『福家警部補の再訪』(大倉 崇裕)


『福家警部補の挨拶』に続く、福家シリーズ第二弾。もちろん倒叙形式。


「マックス号事件」
  客船が舞台。ハラダ警備保障の社長、原田が邪魔になった直己を殺害する。

「失われた灯」
  脚本家藤堂が役者志望の三室を利用し、アリバイのため狂言誘拐を装う。

「相棒」
  漫才師山の手のぼりこと立石は、相方くだりこと内海が解散に応じないことから殺害を企てる。

「プロジェクトブルー」
  玩具メーカー「スワンプ・インプ」経営者の新井。弱みを握った西村の工房外で、車に轢かれたように偽装するが…


 一番印象に残っているのは「相棒」。殺害される瞬間、全て悟っていた内海が切ない。


 相変わらずキャッチーなキャラの福家警部補ですが、実に淡々と推理が進む。情景を映像にしたらきっとそんなことはないのだけど、静謐な印象なのだ。
 このことについては、神命明さんという方の解説が素晴らしいのでそちらに譲ろう。


 そこまで「驚愕のどんでん返し」みたいなのはないけれど、小さな小さな事実のほころびを綿々と積み重ねていく様はとても楽しい。
 小さな事実のほころび、というのは、ある種派手なトリックより用意が難しいのじゃないかと思う。そこで生きているのが大倉さんの調査力というか、オタク力なのかなと。


 最後のフィギュアあたりはもともと詳しいだろうから、改めてリサーチはいらないのかもしれないけど、特別マニアじゃなさそうなジャンルに関しても、細かいところを突いてくる。なんというか「徹底的に調べる」というだけなら、努力でできるところもあるんだろうけど、多分「このジャンルでマニアっぽいくすぐりはここだな」というツボがわかるんじゃないかなー。

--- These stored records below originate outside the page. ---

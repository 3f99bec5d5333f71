//! Release assembly pipeline.
//!
//! One assembly run walks a fixed stage sequence: planning, per-track
//! processing, album-level processing, sidecar generation, archiving.
//! Failure at any stage discards the working directory and the caller
//! receives either a complete archive or an explicit error, never a
//! truncated container. Success schedules deletion of the working
//! directory after a grace delay so in-flight reads of the just-produced
//! container never race the delete.

use crate::album;
use crate::archive;
use crate::error::{AssemblerError, AssemblerResult};
use crate::plan::ReleasePlan;
use crate::sheet;
use crate::tracks::{self, NewArtistDossier, TrackContext, TrackOutcome};
use pressroom_core::{AssemblerConfig, ReleaseManifest};
use pressroom_vault::MediaStore;
use pressroom_verify::IntegrityVerifier;
use std::fmt;
use std::path::{Path, PathBuf};
use std::sync::Arc;
use std::time::Duration;
use time::OffsetDateTime;
use tokio::fs;
use tokio_util::sync::CancellationToken;
use uuid::Uuid;

/// Content type of the delivery container.
pub const ARCHIVE_CONTENT_TYPE: &str = "application/zip";

/// Stages of one assembly run, in order. `Delivered` and `Failed` are
/// terminal.
#[derive(Clone, Copy, Debug, PartialEq, Eq)]
enum Stage {
    Planning,
    PerTrackProcessing,
    AlbumLevelProcessing,
    ManifestGeneration,
    Archiving,
    Delivered,
    Failed,
}

impl fmt::Display for Stage {
    fn fmt(&self, f: &mut fmt::Formatter<'_>) -> fmt::Result {
        let name = match self {
            Stage::Planning => "planning",
            Stage::PerTrackProcessing => "per-track-processing",
            Stage::AlbumLevelProcessing => "album-level-processing",
            Stage::ManifestGeneration => "manifest-generation",
            Stage::Archiving => "archiving",
            Stage::Delivered => "delivered",
            Stage::Failed => "failed",
        };
        f.write_str(name)
    }
}

/// The assembled delivery container, ready to stream to the caller.
#[derive(Debug)]
pub struct DeliveryArchive {
    /// On-disk location inside the working directory. Readable until the
    /// cleanup grace delay expires.
    pub archive_path: PathBuf,
    /// Cache-busting filename with the generation timestamp embedded.
    pub working_filename: String,
    /// Clean user-facing filename for the same bytes.
    pub delivered_filename: String,
    /// Container size in bytes.
    pub size_bytes: u64,
    /// Always a generic compressed-archive content type.
    pub content_type: &'static str,
    /// Per-track outcomes in track-number order.
    pub tracks: Vec<TrackOutcome>,
}

/// Builds delivery archives for approved releases.
pub struct ReleaseAssembler {
    media: Arc<MediaStore>,
    verifier: IntegrityVerifier,
    config: AssemblerConfig,
    duration_tolerance_seconds: f64,
}

impl ReleaseAssembler {
    pub fn new(
        media: Arc<MediaStore>,
        verifier: IntegrityVerifier,
        config: AssemblerConfig,
        duration_tolerance_seconds: f64,
    ) -> Self {
        Self {
            media,
            verifier,
            config,
            duration_tolerance_seconds,
        }
    }

    /// Assemble one release package.
    ///
    /// The working directory is fresh per invocation and never reused, so
    /// no file from one release can leak into another. Cancellation is
    /// honored between stages up to the start of archiving; once archiving
    /// begins the run completes, and cleanup is still guaranteed either
    /// way.
    #[tracing::instrument(skip_all, fields(release = %manifest.title))]
    pub async fn assemble(
        &self,
        manifest: &ReleaseManifest,
        cancel: &CancellationToken,
    ) -> AssemblerResult<DeliveryArchive> {
        tracing::info!(stage = %Stage::Planning, "assembly started");
        let plan = ReleasePlan::from_manifest(manifest)?;
        let working_dir = self.config.work_root.join(Uuid::new_v4().to_string());
        let package_dir = working_dir.join(&plan.folder_name);
        fs::create_dir_all(&package_dir).await?;

        match self
            .run(manifest, &plan, &working_dir, &package_dir, cancel)
            .await
        {
            Ok(delivery) => {
                tracing::info!(
                    stage = %Stage::Delivered,
                    bytes = delivery.size_bytes,
                    filename = %delivery.delivered_filename,
                    "assembly delivered"
                );
                self.schedule_cleanup(working_dir);
                Ok(delivery)
            }
            Err(e) => {
                tracing::warn!(stage = %Stage::Failed, error = %e, "assembly failed");
                if let Err(cleanup) = fs::remove_dir_all(&working_dir).await {
                    tracing::warn!(error = %cleanup, "working directory cleanup failed");
                }
                Err(e)
            }
        }
    }

    async fn run(
        &self,
        manifest: &ReleaseManifest,
        plan: &ReleasePlan,
        working_dir: &Path,
        package_dir: &Path,
        cancel: &CancellationToken,
    ) -> AssemblerResult<DeliveryArchive> {
        self.checkpoint(cancel)?;

        tracing::info!(
            stage = %Stage::PerTrackProcessing,
            tracks = manifest.tracks.len(),
            "processing tracks"
        );
        let dossier = NewArtistDossier::new(package_dir.join(tracks::NEW_ARTIST_DIR));
        if plan.has_new_artists {
            fs::create_dir_all(dossier.root()).await?;
        }
        let ctx = TrackContext {
            media: &self.media,
            verifier: &self.verifier,
            tolerance_seconds: self.duration_tolerance_seconds,
            package_dir,
            dossier: &dossier,
        };
        // Tracks share no mutable state and run concurrently; outcomes are
        // buffered and reordered by track number, never completion order.
        let mut outcomes: Vec<TrackOutcome> = futures::future::try_join_all(
            manifest
                .ordered_tracks()
                .into_iter()
                .map(|track| tracks::process_track(&ctx, track)),
        )
        .await?;
        outcomes.sort_by_key(|o| o.track_number);
        for outcome in &outcomes {
            if let Some(reason) = &outcome.diagnostic {
                tracing::warn!(track = outcome.track_number, reason = %reason, "track audio omitted");
            }
        }
        self.checkpoint(cancel)?;

        tracing::info!(stage = %Stage::AlbumLevelProcessing, "processing album assets");
        album::assemble_album_assets(&self.media, manifest, plan, package_dir).await?;
        self.checkpoint(cancel)?;

        tracing::info!(stage = %Stage::ManifestGeneration, "writing sidecar");
        sheet::write_sidecar(package_dir, manifest).await?;
        // Last cancellation point; archiving runs to completion once begun.
        self.checkpoint(cancel)?;

        tracing::info!(stage = %Stage::Archiving, "building container");
        let delivered_filename = format!("{}.zip", plan.folder_name);
        let working_filename = format!(
            "{} - {}.zip",
            plan.folder_name,
            OffsetDateTime::now_utc().unix_timestamp()
        );
        let archive_path = working_dir.join(&working_filename);
        let size_bytes = archive::build_archive(working_dir, package_dir, &archive_path).await?;

        Ok(DeliveryArchive {
            archive_path,
            working_filename,
            delivered_filename,
            size_bytes,
            content_type: ARCHIVE_CONTENT_TYPE,
            tracks: outcomes,
        })
    }

    fn checkpoint(&self, cancel: &CancellationToken) -> AssemblerResult<()> {
        if cancel.is_cancelled() {
            Err(AssemblerError::Cancelled)
        } else {
            Ok(())
        }
    }

    fn schedule_cleanup(&self, working_dir: PathBuf) {
        let grace = Duration::from_secs(self.config.cleanup_grace_secs);
        tokio::spawn(async move {
            tokio::time::sleep(grace).await;
            match fs::remove_dir_all(&working_dir).await {
                Ok(()) => {
                    tracing::debug!(dir = %working_dir.display(), "working directory removed")
                }
                Err(e) => {
                    tracing::warn!(dir = %working_dir.display(), error = %e, "deferred cleanup failed")
                }
            }
        });
    }
}
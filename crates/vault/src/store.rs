//! Category-scoped media store.
//!
//! Verified media lives under one directory per category. Real paths are
//! owned exclusively by this crate: callers hand files in and get opaque
//! references back, and resolve references only through the vault.

use crate::error::{VaultError, VaultResult};
use crate::vault::ReferenceVault;
use pressroom_core::media::unique_filename;
use pressroom_core::MediaCategory;
use std::path::{Path, PathBuf};
use tokio::fs;

/// Filesystem store for verified media files.
pub struct MediaStore {
    root: PathBuf,
    vault: ReferenceVault,
}

impl MediaStore {
    /// Create a media store rooted at `root`, creating category directories
    /// as needed.
    pub async fn new(root: impl AsRef<Path>, vault: ReferenceVault) -> VaultResult<Self> {
        let root = root.as_ref().to_path_buf();
        for category in [
            MediaCategory::Audio,
            MediaCategory::Image,
            MediaCategory::Document,
            MediaCategory::DynamicCover,
        ] {
            fs::create_dir_all(root.join(category.dir_name())).await?;
        }
        fs::create_dir_all(root.join("spool")).await?;
        Ok(Self { root, vault })
    }

    /// The vault used to mint and resolve references.
    pub fn vault(&self) -> &ReferenceVault {
        &self.vault
    }

    /// A fresh spool path for staging a file before ingestion.
    pub fn spool_path(&self, session_hint: &str) -> PathBuf {
        self.root
            .join("spool")
            .join(unique_filename(&format!("{session_hint}.part")))
    }

    /// Move a verified file into its category directory and mint an opaque
    /// reference for it.
    ///
    /// The stored filename embeds a timestamp and random suffix; the
    /// original name only contributes its extension. Returns the token;
    /// the real path never leaves this crate.
    #[tracing::instrument(skip(self))]
    pub async fn ingest(
        &self,
        staged: &Path,
        category: MediaCategory,
        original_name: &str,
    ) -> VaultResult<String> {
        let filename = unique_filename(original_name);
        let dest = self.root.join(category.dir_name()).join(&filename);

        // Same filesystem in the common case; fall back to copy+remove when
        // the spool lives on another device.
        match fs::rename(staged, &dest).await {
            Ok(()) => {}
            Err(_) => {
                fs::copy(staged, &dest).await?;
                fs::remove_file(staged).await?;
            }
        }

        let real_path = dest.to_string_lossy().into_owned();
        let token = self.vault.wrap(&real_path)?;
        tracing::info!(category = %category, token_len = token.len(), "media file ingested");
        Ok(token)
    }

    /// Resolve an opaque reference to a readable path.
    ///
    /// Fails with [`VaultError::Unresolvable`] when the token does not
    /// decode to an existing file.
    pub async fn resolve(&self, reference: &str) -> VaultResult<PathBuf> {
        let path = PathBuf::from(self.vault.unwrap(reference));
        match fs::metadata(&path).await {
            Ok(meta) if meta.is_file() => Ok(path),
            _ => Err(VaultError::Unresolvable(reference.to_string())),
        }
    }
}

#[cfg(test)]
mod tests {
    use super::*;
    use crate::keys::KeyMaterial;

    async fn store(dir: &tempfile::TempDir) -> MediaStore {
        let vault = ReferenceVault::new(KeyMaterial::from_secret("unit-test-secret").unwrap());
        MediaStore::new(dir.path().join("media"), vault).await.unwrap()
    }

    #[tokio::test]
    async fn ingest_moves_file_and_resolves() {
        let dir = tempfile::tempdir().unwrap();
        let store = store(&dir).await;

        let staged = store.spool_path("upload-1");
        fs::write(&staged, b"audio bytes").await.unwrap();

        let token = store
            .ingest(&staged, MediaCategory::Audio, "Master Take.wav")
            .await
            .unwrap();
        assert!(ReferenceVault::is_wrapped(&token));
        assert!(!fs::try_exists(&staged).await.unwrap());

        let resolved = store.resolve(&token).await.unwrap();
        assert!(resolved.starts_with(dir.path().join("media").join("audio")));
        assert_eq!(fs::read(&resolved).await.unwrap(), b"audio bytes");
        assert!(resolved.extension().is_some_and(|e| e == "wav"));
    }

    #[tokio::test]
    async fn resolve_unknown_reference_fails() {
        let dir = tempfile::tempdir().unwrap();
        let store = store(&dir).await;

        let vault = store.vault().clone();
        let token = vault.wrap("/nowhere/file.wav").unwrap();
        match store.resolve(&token).await {
            Err(VaultError::Unresolvable(_)) => {}
            other => panic!("expected Unresolvable, got {other:?}"),
        }
    }

    #[tokio::test]
    async fn categories_do_not_mix() {
        let dir = tempfile::tempdir().unwrap();
        let store = store(&dir).await;

        let staged = store.spool_path("upload-2");
        fs::write(&staged, b"pdf bytes").await.unwrap();
        let token = store
            .ingest(&staged, MediaCategory::Document, "authorization.pdf")
            .await
            .unwrap();

        let resolved = store.resolve(&token).await.unwrap();
        assert!(resolved.starts_with(dir.path().join("media").join("documents")));
    }
}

 大倉作品でいつも思うことだけど、読んでいるとすぐに映像が浮かぶ。そのままドラマ化できそうな感じなんだよね。
 ところで『福家警部補の挨拶』の「オッカムの剃刀」が永作博美主演でドラマ化されたやつをまだ見ていないのだった。じっくり観ようとするとなかなか時間が取れない子育て家庭の悲しさよ。この連休中に観る予定だけど、どうなるかな。